Lino Tagliapietra
Lino Tagliapietra (Italian, born 1934), Saturno, ca. 1980, blown glass. Gift of the Estate of Gladys M. Rubinstein, 2014.158.
Widely revered as the master of glassblowing, Lino Tagliapietra is credited with shaping the course of the international studio glass movement. Born in 1934 on a small Italian island, Tagliapietra rose from a working-class family to become an internationally acknowledged glass artist and Maestro, an honor given to the most recognized of Italian glassmakers.
Invited to teach glassblowing at the Pilchuck Glass School in Stanwood, Washington in 1979, Tagliapietra shared techniques that had rarely, if ever, been seen in the United States. The knowledge he shared, which traditionally had been regarded as Italian trade secrets, helped train a new generation of artists.
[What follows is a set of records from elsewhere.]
use actix_web::web::{Data, Json, Path, Query};
use serde::Deserialize;

use crate::context::UserInfo;
use crate::core::member::{self, require_admin};
use crate::database::sqlx::PgStoreManager;
use crate::error::Error;
use crate::models::history::StatusChange;
use crate::models::member::{Member, MemberPatch, MemberQuery, MemberStatus};
use crate::request::Pagination;
use crate::response::List;

pub async fn list(
    me: UserInfo,
    Query(param): Query<MemberQuery>,
    Query(Pagination { page, size }): Query<Pagination>,
    db: Data<PgStoreManager>,
) -> Result<Json<List<Member>>, Error> {
    let mut conn = db.acquire().await?;
    require_admin(&mut conn, me.id).await?;
    let (members, total) = member::list_members(&mut conn, param, page, size).await?;
    Ok(Json(List::new(members, total)))
}

pub async fn detail(me: UserInfo, member_id: Path<(i32,)>, db: Data<PgStoreManager>) -> Result<Json<Member>, Error> {
    let member_id = member_id.into_inner().0;
    let mut conn = db.acquire().await?;
    require_admin(&mut conn, me.id).await?;
    let member = member::member_detail(&mut conn, member_id).await?;
    Ok(Json(member))
}

pub async fn history(me: UserInfo, member_id: Path<(i32,)>, db: Data<PgStoreManager>) -> Result<Json<Vec<StatusChange>>, Error> {
    let member_id = member_id.into_inner().0;
    let mut conn = db.acquire().await?;
    let rows = member::status_history(&mut conn, me.id, member_id).await?;
    Ok(Json(rows))
}

pub async fn update_my_profile(me: UserInfo, Json(patch): Json<MemberPatch>, db: Data<PgStoreManager>) -> Result<Json<()>, Error> {
    let tx = db.begin().await?;
    member::update_profile(tx, me.id, me.id, patch).await?;
    Ok(Json(()))
}

pub async fn update_profile(me: UserInfo, member_id: Path<(i32,)>, Json(patch): Json<MemberPatch>, db: Data<PgStoreManager>) -> Result<Json<()>, Error> {
    let member_id = member_id.into_inner().0;
    let tx = db.begin().await?;
    member::update_profile(tx, member_id, me.id, patch).await?;
    Ok(Json(()))
}

#[derive(Debug, Deserialize)]
pub struct OnboardingUpdate {
    pub has_joined_kakao: Option<bool>,
    pub has_completed_onboarding: Option<bool>,
}

pub async fn update_onboarding(me: UserInfo, Json(body): Json<OnboardingUpdate>, db: Data<PgStoreManager>) -> Result<Json<()>, Error> {
    let tx = db.begin().await?;
    member::update_onboarding(tx, me.id, me.id, body.has_joined_kakao, body.has_completed_onboarding).await?;
    Ok(Json(()))
}

#[derive(Debug, Deserialize)]
pub struct StatusOverride {
    pub status: MemberStatus,
    pub note: Option<String>,
}

pub async fn override_status(me: UserInfo, member_id: Path<(i32,)>, Json(body): Json<StatusOverride>, db: Data<PgStoreManager>) -> Result<Json<()>, Error> {
    let member_id = member_id.into_inner().0;
    let status = body.status;
    let tx = db.begin().await?;
    member::override_status(tx, member_id, me.id, status, body.note).await?;
    log::warn!("member {} status overridden to {:?} by admin {}", member_id, status, me.id);
    Ok(Json(()))
}

pub async fn delete(me: UserInfo, member_id: Path<(i32,)>, db: Data<PgStoreManager>) -> Result<Json<()>, Error> {
    let member_id = member_id.into_inner().0;
    let tx = db.begin().await?;
    member::delete_member(tx, member_id, me.id).await?;
    log::warn!("member {} deleted by admin {}", member_id, me.id);
    Ok(Json(()))
}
While respecting and acknowledging the Italian traditions in which he was trained, Tagliapietra literally stretches those traditions to new ends. He is a consummate master of many glass blowing techniques in which thin rods of glass are picked up onto the top of molten glass on the blowpipe and then fused together. The lines become liquid - sometimes thick and bold, sometimes stretched to gossamer thinness. Tagliapietra's combination of elegant, traditional methods with extravagant, contemporary sensibilities, place him as a bridge between the past and the present.